Inspired by the occupation of Timbuktu by the extremist group Ansar Dine back in 2012 (the city was eventually freed by French occupying forces), Sissako’s film deliberately distances the narrative away from the loud media panoply that accompanies anything related to ISIS - there is no shouting, no open bloodshed and no fetishised acts of violence on display (though its ritualized counterpart does, sadly, make itself known as the film progresses). This opens Sissako up to a degree of criticism: can you truly insulate groups like ISIS out of a wider context without losing something necessary in the process? Is it accurate to do so, or even responsible? 

A French-Mauritian production, Timbuktu could certainly be accused of at least partly aesthetisising the prospect of an Islamic takeover. The pristine desert setting, photographed to perfection by Sissako and his cinematographer Sofian El Fani, certainly “doesn’t help”, if we are to assume that this scenario should be depicted with grit and gravity. The experience is rounded off with a clutch of soulful performances, most notably from the fragile Ahmed, and Toulou Kiki, playing his stoic but determined wife.

But what Sissako’s approach in fact accomplishes is to draw us in and lead us in and inspire true empathy. The beauty of the surroundings cancels out the reaction that such a place is a sorry, far-flung place now beyond repair, which would therefore make any engagement on our part be an act of charity and nothing more. Not only is the city beautiful, but it’s also appears to function: religion is instructive, not punitive; gender roles are not in line with the West, but women have a voice and a key role in the social fabric; and simple pleasures like family life and playing music with your friends (subsequently outlawed by the occupying band) make it clear that though this is a different society from our own, it’s not an alien one.

This is the place that the extremists encroach upon, and there is something comically absurd, both in their own improvised attempts at jihad and in the way the quiet, fragile city appears to be so open, so vulnerable to such an imposition. Early on, Sissako nudges towards Four Lions territory, the incompetence and vague focus of the group almost matching the British-jihadist black comedy by Chris Morris from some years back. As members of the group, by turns, unsuccessfully try to film recruitment videos (a younger member is made to renounce his former rap music career on camera) and even fail to change gears on their land rover while negotiating the desert terrain, the temptation would be to simply laugh their attempts at occupation away. Surely these can’t be the same fundamentalists that inspire terror on a global scale?

But this is a disarming gesture in the real sense of the word: Sissako uses it to show just how vulnerable peaceful communities are to the cancer-like contagion of extremism. Though the inevitable violent up-shot of all this is shown at the end, what ironically cuts deeper is a more bureaucratic aspect to the group’s workings. 

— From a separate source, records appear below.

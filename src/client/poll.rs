//! Interval polling.
//!
//! A [`Poller`] repeatedly GETs one URL through the full middleware chain. The
//! first poll fires as soon as [`Poller::start`] is called, then one every
//! interval. Polling stops on [`Poller::stop`], on drop, or once
//! `max_attempts` polls (successful or not) have completed.
//!
//! ```text
//!  t=0        t=interval   t=2*interval
//!   │ poll 1     │ poll 2     │ poll 3 ── max_attempts reached ── stopped
//! ```

use crate::client::HttpClient;
use crate::error::ApiError;
use crate::types::RequestDescriptor;
use parking_lot::Mutex;
use serde::de::DeserializeOwned;
use std::marker::PhantomData;
use std::sync::atomic::{AtomicBool, AtomicU32, Ordering};
use std::sync::Arc;
use std::time::Duration;
use tokio::sync::watch;
use tokio::time::MissedTickBehavior;

type DataHandler<T> = Arc<dyn Fn(T) + Send + Sync>;
type ErrorHandler = Arc<dyn Fn(&ApiError) + Send + Sync>;

/// Controller for one polling loop.
pub struct Poller<T> {
    shared: Arc<PollState<T>>,
}

struct PollState<T> {
    client: HttpClient,
    url: String,
    params: Vec<(String, String)>,
    interval: Duration,
    max_attempts: Option<u32>,
    running: AtomicBool,
    attempts: AtomicU32,
    /// Run generation, bumped by `stop`. A loop exits when it sees a change
    /// and drops any poll that completes after it.
    stop_signal: watch::Sender<u64>,
    on_data: Mutex<Option<DataHandler<T>>>,
    on_error: Mutex<Option<ErrorHandler>>,
    _marker: PhantomData<fn() -> T>,
}

impl<T> Poller<T>
where
    T: DeserializeOwned + Send + 'static,
{
    /// Poller for `url` with the given query parameters. Nothing is sent
    /// until [`start`](Self::start).
    pub fn new(
        client: HttpClient,
        url: impl Into<String>,
        params: Vec<(String, String)>,
        interval: Duration,
        max_attempts: Option<u32>,
    ) -> Self {
        let (stop_signal, _) = watch::channel(0);
        Poller {
            shared: Arc::new(PollState {
                client,
                url: url.into(),
                params,
                interval: interval.max(Duration::from_millis(1)),
                max_attempts,
                running: AtomicBool::new(false),
                attempts: AtomicU32::new(0),
                stop_signal,
                on_data: Mutex::new(None),
                on_error: Mutex::new(None),
                _marker: PhantomData,
            }),
        }
    }

    /// Set the handler for successful polls.
    pub fn on_data(&self, handler: impl Fn(T) + Send + Sync + 'static) -> &Self {
        *self.shared.on_data.lock() = Some(Arc::new(handler));
        self
    }

    /// Set the handler for failed polls.
    pub fn on_error(&self, handler: impl Fn(&ApiError) + Send + Sync + 'static) -> &Self {
        *self.shared.on_error.lock() = Some(Arc::new(handler));
        self
    }

    /// Start polling. No-op if already running.
    pub fn start(&self) -> &Self {
        if self.shared.running.swap(true, Ordering::SeqCst) {
            return self;
        }
        self.shared.attempts.store(0, Ordering::SeqCst);

        let stop = self.shared.stop_signal.subscribe();
        let shared = self.shared.clone();
        tokio::spawn(run_loop(shared, stop));
        tracing::debug!(url = %self.shared.url, interval_ms = self.shared.interval.as_millis() as u64, "polling started");
        self
    }

    /// Stop polling. A poll already in flight is discarded: it is neither
    /// counted nor delivered, even if polling is restarted meanwhile.
    pub fn stop(&self) {
        if self.shared.running.swap(false, Ordering::SeqCst) {
            self.shared.stop_signal.send_modify(|generation| *generation += 1);
            tracing::debug!(url = %self.shared.url, "polling stopped");
        }
    }

    /// Whether the loop is running.
    pub fn is_running(&self) -> bool {
        self.shared.running.load(Ordering::SeqCst)
    }

    /// Polls completed since the last start.
    pub fn attempts(&self) -> u32 {
        self.shared.attempts.load(Ordering::SeqCst)
    }
}

impl<T> Drop for Poller<T> {
    fn drop(&mut self) {
        if self.shared.running.swap(false, Ordering::SeqCst) {
            self.shared.stop_signal.send_modify(|generation| *generation += 1);
        }
    }
}

async fn run_loop<T>(shared: Arc<PollState<T>>, mut stop: watch::Receiver<u64>)
where
    T: DeserializeOwned + Send + 'static,
{
    let generation = *stop.borrow_and_update();
    let mut ticker = tokio::time::interval(shared.interval);
    ticker.set_missed_tick_behavior(MissedTickBehavior::Delay);

    loop {
        tokio::select! {
            _ = ticker.tick() => {}
            _ = stop.changed() => break,
        }

        let request = RequestDescriptor::get(shared.url.clone()).with_params(shared.params.clone());
        let outcome = shared.client.fetch::<T>(request).await;
        if *stop.borrow() != generation {
            tracing::debug!(url = %shared.url, "discarding poll from a stopped run");
            break;
        }
        let attempts = shared.attempts.fetch_add(1, Ordering::SeqCst) + 1;

        match outcome {
            Ok(data) => {
                let handler = shared.on_data.lock().clone();
                if let Some(handler) = handler {
                    handler(data);
                }
            }
            Err(err) => {
                tracing::warn!(url = %shared.url, attempts, error = %err, "poll failed");
                let handler = shared.on_error.lock().clone();
                if let Some(handler) = handler {
                    handler(&err);
                }
            }
        }

        if *stop.borrow() != generation {
            break;
        }
        if shared.max_attempts.is_some_and(|max| attempts >= max) {
            shared.running.store(false, Ordering::SeqCst);
            tracing::debug!(url = %shared.url, attempts, "polling finished");
            break;
        }
    }
}
//! Request/response middleware.
//!
//! The pipeline is an ordered list of named [`Middleware`] stages over a
//! `(request, next)` signature. Each stage may inspect or rewrite its copy of
//! the request, call `next.run(request)` zero or more times, and inspect or
//! replace the outcome. When the list is exhausted the [`Transport`] performs
//! the exchange and the raw response is classified into success or
//! [`ApiError`](crate::ApiError).
//!
//! # Standard chain
//!
//! ```text
//!  caller
//!    │
//!    ▼
//!  error-notifier   notifications, once per call
//!  loading          loading counter, once per call
//!  token-refresh    401 → single refresh → one replay
//!  retry            retryable failures, capped backoff
//!  ───────────────  everything below runs once per attempt
//!  request-tagger   X-Request-ID, API-Version, attempt logs
//!  auth             Authorization: Bearer <token>
//!  cache-control    Cache-Control / Pragma
//!    │
//!    ▼
//!  transport
//! ```
//!
//! Extra middleware supplied by the embedder runs after `cache-control`,
//! immediately before the transport.

mod auth;
mod cache;
mod loading;
mod notify;
mod refresh;
mod retry;
mod tagging;

pub use auth::AuthInjector;
pub use cache::CacheControl;
pub use loading::LoadingTracker;
pub use notify::{notifications_for, ErrorNotifier};
pub use refresh::TokenRefresh;
pub use retry::RetryPolicy;
pub use tagging::RequestTagger;

use crate::client::{classify_response, ClientConfig, Transport};
use crate::error::Result;
use crate::state::HttpContext;
use crate::types::{RawResponse, RequestDescriptor};
use async_trait::async_trait;
use std::sync::Arc;

/// One stage of the pipeline.
#[async_trait]
pub trait Middleware: Send + Sync {
    /// Stable name, used in logs and for introspection.
    fn name(&self) -> &'static str;

    /// Process `request`, delegating to the rest of the chain through `next`.
    async fn handle(&self, request: RequestDescriptor, next: Next<'_>) -> Result<RawResponse>;
}

/// The remainder of the chain after the current stage.
///
/// `Next` is `Copy`, so a stage can run the remainder more than once (retry,
/// replay after refresh).
#[derive(Clone, Copy)]
pub struct Next<'a> {
    transport: &'a dyn Transport,
    remaining: &'a [Arc<dyn Middleware>],
}

impl<'a> Next<'a> {
    /// Start of a chain.
    pub fn new(transport: &'a dyn Transport, middleware: &'a [Arc<dyn Middleware>]) -> Self {
        Self {
            transport,
            remaining: middleware,
        }
    }

    /// Run the rest of the chain.
    pub async fn run(self, request: RequestDescriptor) -> Result<RawResponse> {
        match self.remaining.split_first() {
            Some((current, rest)) => {
                let next = Next {
                    transport: self.transport,
                    remaining: rest,
                };
                current.handle(request, next).await
            }
            None => {
                let raw = self.transport.send(&request).await?;
                classify_response(&request, raw)
            }
        }
    }
}

/// Ordered list of middleware.
#[derive(Clone, Default)]
pub struct MiddlewareChain {
    stages: Vec<Arc<dyn Middleware>>,
}

impl MiddlewareChain {
    /// Empty chain: requests go straight to the transport.
    pub fn new() -> Self {
        Self::default()
    }

    /// The standard chain, outermost stage first.
    pub fn standard(
        context: Arc<HttpContext>,
        config: Arc<ClientConfig>,
        transport: Arc<dyn Transport>,
    ) -> Self {
        Self::new()
            .with(ErrorNotifier::new(context.clone()))
            .with(LoadingTracker::new(context.clone()))
            .with(TokenRefresh::new(context.clone(), config.clone(), transport))
            .with(RetryPolicy::new(
                context.clone(),
                config.retry_delay_ms,
                config.max_retry_delay_ms,
            ))
            .with(RequestTagger::new(
                config.api_version.clone(),
                config.enable_logging,
            ))
            .with(AuthInjector::new(context))
            .with(CacheControl)
    }

    /// Append a stage; it runs inside every stage already present.
    pub fn with(mut self, middleware: impl Middleware + 'static) -> Self {
        self.stages.push(Arc::new(middleware));
        self
    }

    /// Append an already shared stage.
    pub fn with_shared(mut self, middleware: Arc<dyn Middleware>) -> Self {
        self.stages.push(middleware);
        self
    }

    /// Stage names, outermost first.
    pub fn names(&self) -> Vec<&'static str> {
        self.stages.iter().map(|m| m.name()).collect()
    }

    /// Number of stages.
    pub fn len(&self) -> usize {
        self.stages.len()
    }

    /// Whether the chain has no stages.
    pub fn is_empty(&self) -> bool {
        self.stages.is_empty()
    }

    /// Run `request` through every stage and the transport.
    pub async fn run(&self, transport: &dyn Transport, request: RequestDescriptor) -> Result<RawResponse> {
        Next::new(transport, &self.stages).run(request).await
    }
}

#[cfg(test)]
mod tests {
    use super::*;
    use crate::client::ByteStream;
    use crate::error::ApiError;
    use http::{HeaderName, HeaderValue};
    use parking_lot::Mutex;

    struct EchoTransport {
        seen: Mutex<Vec<RequestDescriptor>>,
        status: u16,
    }

    #[async_trait]
    impl Transport for EchoTransport {
        async fn send(&self, request: &RequestDescriptor) -> Result<RawResponse> {
            self.seen.lock().push(request.clone());
            Ok(RawResponse::new(self.status, "{}"))
        }

        async fn open_stream(&self, _request: &RequestDescriptor) -> Result<ByteStream> {
            Err(ApiError::InvalidRequest("not streaming".into()))
        }
    }

    struct Stamp(&'static str);

    #[async_trait]
    impl Middleware for Stamp {
        fn name(&self) -> &'static str {
            self.0
        }

        async fn handle(&self, request: RequestDescriptor, next: Next<'_>) -> Result<RawResponse> {
            let order = request
                .headers
                .get("x-order")
                .and_then(|v| v.to_str().ok())
                .unwrap_or_default()
                .to_string();
            let stamped = format!("{order}{}", self.0);
            let request = request.with_header(
                HeaderName::from_static("x-order"),
                HeaderValue::from_str(&stamped).unwrap(),
            );
            next.run(request).await
        }
    }

    #[tokio::test]
    async fn test_stages_run_in_order() {
        let transport = EchoTransport {
            seen: Mutex::new(Vec::new()),
            status: 200,
        };
        let chain = MiddlewareChain::new().with(Stamp("a")).with(Stamp("b"));
        assert_eq!(chain.names(), vec!["a", "b"]);

        chain.run(&transport, RequestDescriptor::get("http://x/")).await.unwrap();
        let seen = transport.seen.lock();
        assert_eq!(seen[0].headers["x-order"], "ab");
    }

    #[tokio::test]
    async fn test_empty_chain_classifies() {
        let transport = EchoTransport {
            seen: Mutex::new(Vec::new()),
            status: 404,
        };
        let err = MiddlewareChain::new()
            .run(&transport, RequestDescriptor::get("http://x/"))
            .await
            .unwrap_err();
        assert_eq!(err.status(), Some(404));
    }

    #[test]
    fn test_standard_chain_order() {
        let context = Arc::new(HttpContext::new());
        let config = Arc::new(ClientConfig::default());
        let transport: Arc<dyn Transport> = Arc::new(EchoTransport {
            seen: Mutex::new(Vec::new()),
            status: 200,
        });
        let chain = MiddlewareChain::standard(context, config, transport);
        assert_eq!(
            chain.names(),
            vec![
                "error-notifier",
                "loading",
                "token-refresh",
                "retry",
                "request-tagger",
                "auth",
                "cache-control"
            ]
        );
    }
}
//! Single-flight gate for token refreshes.

use super::session::AuthSession;
use crate::error::Result;
use futures::future::{BoxFuture, FutureExt, Shared};
use parking_lot::Mutex;

type SharedRefresh = Shared<BoxFuture<'static, Result<AuthSession>>>;

/// Ensures at most one refresh is in flight per context.
///
/// The first caller starts the refresh; callers arriving while it runs await
/// the same future and observe the same outcome. Once it settles the slot is
/// emptied and the next caller starts a fresh one.
#[derive(Default)]
pub struct RefreshGate {
    inflight: Mutex<Option<SharedRefresh>>,
}

impl RefreshGate {
    /// Create an idle gate.
    pub fn new() -> Self {
        Self::default()
    }

    /// Whether a refresh is currently in flight.
    pub fn is_refreshing(&self) -> bool {
        self.inflight.lock().is_some()
    }

    /// Join the in-flight refresh, or start one with `start`.
    pub async fn run<F>(&self, start: F) -> Result<AuthSession>
    where
        F: FnOnce() -> BoxFuture<'static, Result<AuthSession>>,
    {
        let refresh = {
            let mut slot = self.inflight.lock();
            match slot.as_ref() {
                Some(existing) => existing.clone(),
                None => {
                    let fresh = start().shared();
                    *slot = Some(fresh.clone());
                    fresh
                }
            }
        };

        let outcome = refresh.clone().await;

        let mut slot = self.inflight.lock();
        if slot.as_ref().is_some_and(|current| current.ptr_eq(&refresh)) {
            *slot = None;
        }
        outcome
    }
}

#[cfg(test)]
mod tests {
    use super::*;
    use std::sync::atomic::{AtomicUsize, Ordering};
    use std::sync::Arc;
    use std::time::Duration;

    #[tokio::test(start_paused = true)]
    async fn test_concurrent_callers_share_one_refresh() {
        let gate = Arc::new(RefreshGate::new());
        let started = Arc::new(AtomicUsize::new(0));

        let mut tasks = Vec::new();
        for _ in 0..4 {
            let gate = gate.clone();
            let started = started.clone();
            tasks.push(tokio::spawn(async move {
                gate.run(|| {
                    started.fetch_add(1, Ordering::SeqCst);
                    async {
                        tokio::time::sleep(Duration::from_millis(50)).await;
                        Ok(AuthSession::new("fresh", None))
                    }
                    .boxed()
                })
                .await
            }));
        }

        for task in tasks {
            assert_eq!(task.await.unwrap().unwrap().token, "fresh");
        }
        assert_eq!(started.load(Ordering::SeqCst), 1);
        assert!(!gate.is_refreshing());
    }

    #[tokio::test]
    async fn test_sequential_callers_refresh_again() {
        let gate = RefreshGate::new();
        let started = AtomicUsize::new(0);

        for _ in 0..2 {
            gate.run(|| {
                started.fetch_add(1, Ordering::SeqCst);
                async { Ok(AuthSession::new("t", None)) }.boxed()
            })
            .await
            .unwrap();
        }
        assert_eq!(started.load(Ordering::SeqCst), 2);
    }
}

A subplot involving the forced marriage of a local woman to one of the group’s footmen has its leader employing arbitrary logic - and, as has infamously been the case, equally selective use of Quranic scripture - to justify their actions to the community’s imam. The scene doesn’t have to show violence to be harrowing, particularly after we’ve seen clear examples of the group failing to live up to their own draconian standards. 

A coda to the central drama skirts too close to obscurity - there’s ambiguity, and then there’s ambiguity - but Sissako’s film nonetheless remains a sumptuous, important work. 

It may not present any clear-cut solutions to one of the pervasive anxieties of our time. But it does show how these situations are never black and white. Which could perhaps be the most sensible starting point towards a solution that we could manage at this point.